# Problems with Ryanair flights to Krakow



## algar2 (23 Feb 2007)

We made booking to Krakow a few weeks ago with Ryanair. We chose Ryanair over aerlingus because the times suited us better, we were due to fly out next wednesday. Yesterday we recieved a very strange e-mail stating that our flight was moved from 5 in the eveining, back to 7 in the morning. The reason they gave was that Krakow airport wont let flights in at night time as deer were sighted at the fence!!! Amazing that they would cancel a flight a week ahead of schedule because a deer was spotted at the fence.

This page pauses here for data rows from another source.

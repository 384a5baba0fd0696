// ============================================================================
// gifmaker-core/src/external/probe.rs
// ============================================================================
//
// MEDIA PROBE: Input Properties from ffmpeg's Stream Banner
//
// Runs `ffmpeg -hide_banner -i <input>` without an output. ffmpeg prints the
// container and stream description to stderr and exits with an error because
// no output was given; the description is all we need. Every field is
// optional and a probe that finds nothing is not an error.
//
// AI-ASSISTANT-INFO: Input probing and GIF size estimation

use crate::error::{CoreResult, command_start_error};
use regex::Regex;
use serde::Serialize;
use std::path::Path;
use std::process::{Command, Stdio};
use std::sync::LazyLock;

static DURATION_RE: LazyLock<Regex> = LazyLock::new(|| {
    Regex::new(r"Duration:\s*(\d+):(\d{2}):(\d{2}(?:\.\d+)?)").expect("valid duration regex")
});

static VIDEO_STREAM_RE: LazyLock<Regex> = LazyLock::new(|| {
    Regex::new(r"Stream #.*Video:.*?\b(\d{2,5})x(\d{2,5})\b").expect("valid stream regex")
});

static FPS_RE: LazyLock<Regex> =
    LazyLock::new(|| Regex::new(r"\b(\d+(?:\.\d+)?)\s*fps\b").expect("valid fps regex"));

/// Properties of an input video, each present only if ffmpeg reported it.
#[derive(Debug, Clone, Default, PartialEq, Serialize)]
pub struct MediaInfo {
    /// Container duration in seconds
    pub duration: Option<f64>,
    pub width: Option<u32>,
    pub height: Option<u32>,
    /// Frames per second of the first video stream
    pub frame_rate: Option<f64>,
}

impl MediaInfo {
    /// Output dimensions after scaling to `target_width` with the aspect ratio kept.
    pub fn scaled_dimensions(&self, target_width: Option<u32>) -> Option<(u32, u32)> {
        let (w, h) = (self.width?, self.height?);
        match target_width {
            None => Some((w, h)),
            Some(tw) if w > 0 => {
                let th = (f64::from(h) * f64::from(tw) / f64::from(w)).round() as u32;
                Some((tw, th.max(1)))
            }
            Some(_) => None,
        }
    }

    /// Length of the section that will be converted, given optional trim values.
    pub fn clip_duration(&self, start: Option<f64>, length: Option<f64>) -> Option<f64> {
        let available = self.duration.map(|d| (d - start.unwrap_or(0.0)).max(0.0));
        match (available, length) {
            (Some(a), Some(l)) => Some(a.min(l)),
            (Some(a), None) => Some(a),
            (None, Some(l)) => Some(l),
            (None, None) => None,
        }
        .filter(|d| *d > 0.0)
    }
}

/// Extracts media properties from ffmpeg's stream banner.
pub fn parse_probe_output(output: &str) -> MediaInfo {
    let mut info = MediaInfo::default();

    if let Some(caps) = DURATION_RE.captures(output) {
        let h = caps[1].parse::<f64>().ok();
        let m = caps[2].parse::<f64>().ok();
        let s = caps[3].parse::<f64>().ok();
        if let (Some(h), Some(m), Some(s)) = (h, m, s) {
            info.duration = Some(h * 3600.0 + m * 60.0 + s).filter(|d| *d > 0.0);
        }
    }

    if let Some(line) = output.lines().find(|l| VIDEO_STREAM_RE.is_match(l)) {
        if let Some(caps) = VIDEO_STREAM_RE.captures(line) {
            info.width = caps[1].parse().ok().filter(|w| *w > 0);
            info.height = caps[2].parse().ok().filter(|h| *h > 0);
        }
        info.frame_rate = FPS_RE
            .captures(line)
            .and_then(|c| c[1].parse::<f64>().ok())
            .filter(|f| *f > 0.0);
    }

    info
}

/// Probes `input` with the ffmpeg at `ffmpeg`.
///
/// Only a failure to start ffmpeg is reported as an error.
pub fn probe_media(ffmpeg: &Path, input: &Path) -> CoreResult<MediaInfo> {
    log::debug!("Probing {} with {}", input.display(), ffmpeg.display());
    let output = Command::new(ffmpeg)
        .arg("-hide_banner")
        .arg("-i")
        .arg(input)
        .stdin(Stdio::null())
        .stdout(Stdio::null())
        .stderr(Stdio::piped())
        .output()
        .map_err(|e| command_start_error(format!("{} (probe)", ffmpeg.display()), e))?;

    let info = parse_probe_output(&String::from_utf8_lossy(&output.stderr));
    log::debug!("Probe result for {}: {:?}", input.display(), info);
    Ok(info)
}

/// Rough GIF size in bytes for a clip: three quarters of a byte-per-channel
/// RGB frame per output frame. Only useful as an order of magnitude.
pub fn estimate_gif_size(width: u32, height: u32, duration: f64, fps: u32) -> u64 {
    if !duration.is_finite() || duration <= 0.0 {
        return 0;
    }
    let frames = (duration as u64).saturating_mul(u64::from(fps));
    u64::from(width)
        .saturating_mul(u64::from(height))
        .saturating_mul(frames)
        .saturating_mul(3)
        / 4
}

#[cfg(test)]
mod tests {
    use super::*;

    const BANNER: &str = "Input #0, mov,mp4,m4a,3gp,3g2,mj2, from 'clip.mp4':\n\
  Metadata:\n\
    major_brand     : isom\n\
  Duration: 00:01:30.50, start: 0.000000, bitrate: 1205 kb/s\n\
  Stream #0:0[0x1](und): Video: h264 (High) (avc1 / 0x31637661), yuv420p(progressive), 1280x720 [SAR 1:1 DAR 16:9], 1070 kb/s, 29.97 fps, 29.97 tbr, 30k tbn (default)\n\
  Stream #0:1[0x2](und): Audio: aac (LC) (mp4a / 0x6134706D), 48000 Hz, stereo, fltp, 128 kb/s (default)\n\
At least one output file must be specified\n";

    #[test]
    fn test_parse_probe_output() {
        let info = parse_probe_output(BANNER);
        assert_eq!(info.duration, Some(90.5));
        assert_eq!(info.width, Some(1280));
        assert_eq!(info.height, Some(720));
        assert_eq!(info.frame_rate, Some(29.97));
    }

    #[test]
    fn test_parse_probe_output_without_video() {
        let info = parse_probe_output("Duration: N/A, bitrate: N/A\nStream #0:0: Audio: mp3\n");
        assert_eq!(info, MediaInfo::default());
    }

    #[test]
    fn test_scaled_dimensions() {
        let info = parse_probe_output(BANNER);
        assert_eq!(info.scaled_dimensions(None), Some((1280, 720)));
        assert_eq!(info.scaled_dimensions(Some(320)), Some((320, 180)));
        assert_eq!(MediaInfo::default().scaled_dimensions(Some(320)), None);
    }

    #[test]
    fn test_clip_duration() {
        let info = MediaInfo {
            duration: Some(10.0),
            ..MediaInfo::default()
        };
        assert_eq!(info.clip_duration(None, None), Some(10.0));
        assert_eq!(info.clip_duration(Some(4.0), None), Some(6.0));
        assert_eq!(info.clip_duration(Some(4.0), Some(2.0)), Some(2.0));
        assert_eq!(info.clip_duration(Some(12.0), None), None);
        assert_eq!(MediaInfo::default().clip_duration(None, Some(3.0)), Some(3.0));
    }

    #[test]
    fn test_estimate_gif_size() {
        // 100x100, 2s at 10 fps: 20 frames * 10000 px * 3 / 4
        assert_eq!(estimate_gif_size(100, 100, 2.9, 10), 150_000);
        assert_eq!(estimate_gif_size(100, 100, 0.0, 10), 0);
        assert_eq!(estimate_gif_size(100, 100, f64::NAN, 10), 0);
    }
}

Not happy with this response we contacted Krakow airport and got a polish friend to talk to them, they couldnt believe what they were hearing. They said there was a deer at the fence yesterday, but it was a minor incident and no flights were affected from their point of view. All other airlines are still operating as normal, and they have issued a statement to this affect.

I called the customer service line. after holding for 8 mins to speak to someone, and all I got was the same rubbish that was in the e-mail, not the girls fault, she was just fed the same lies we obviously were.

Does anybody know what Ryanair are playing at, and how they can get away with this. I have kept all the relevant information regarding this, including the airport statement stating that the airport i fine to fly into and I want to make a complaint to relevant authorities, does anyone know who these are and how I would go about


----------



## Guest120 (23 Feb 2007)

The airline can change the time of the flight without reason.

Under the circumstances you've outlined you have (should have) been offered a full refund.

There is nothing else you can do about it.


----------



## algar2 (23 Feb 2007)

I got offered the full refund and took it and booked the aerlingus flight yesterday, only to wake up this morning to hear of strike threats for next wednesday. Its just not going well at all.


----------



## zag (23 Feb 2007)

It seems that Ryanair have been consolidating/rescheduling a number of flights recently.

Mrs Zag turned up in Dublin airport a few weeks back for an early flight (0700 or so) to Almeria only to be told that the flight had been moved to 1500.  They had reportedly emailed the person who had booked the tickets, but it seems this person did not pass on the information.  This was not a good start to a weekend trip.

I subsequently heard from someone else that FR had rescheduled their flight too.  Nothing inherently wrong with rescheduling, but when you have booked a specific flight because of the time it can be very annoying.

z


----------



## NiallP (23 Feb 2007)

Travelling to Bologna over Paddy's Weekend. Notified the other day that my flight home has been rescheduled to leave 10 hours later than planned. The reason given? Deer at krakow airport....bizarre.

Incidentally, this is the third time this particular flight has been rescheduled since i booked two months ago.


----------



## algar2 (23 Feb 2007)

These most be some breed of deer, to bring such chaos to ryanairs whole european network


----------



## MugsGame (23 Feb 2007)

The same plane could be serving both routes. It is all a bit hard to believe though.


----------



## Guest120 (23 Feb 2007)

NiallP said:


> The reason given? Deer at krakow airport....bizarre.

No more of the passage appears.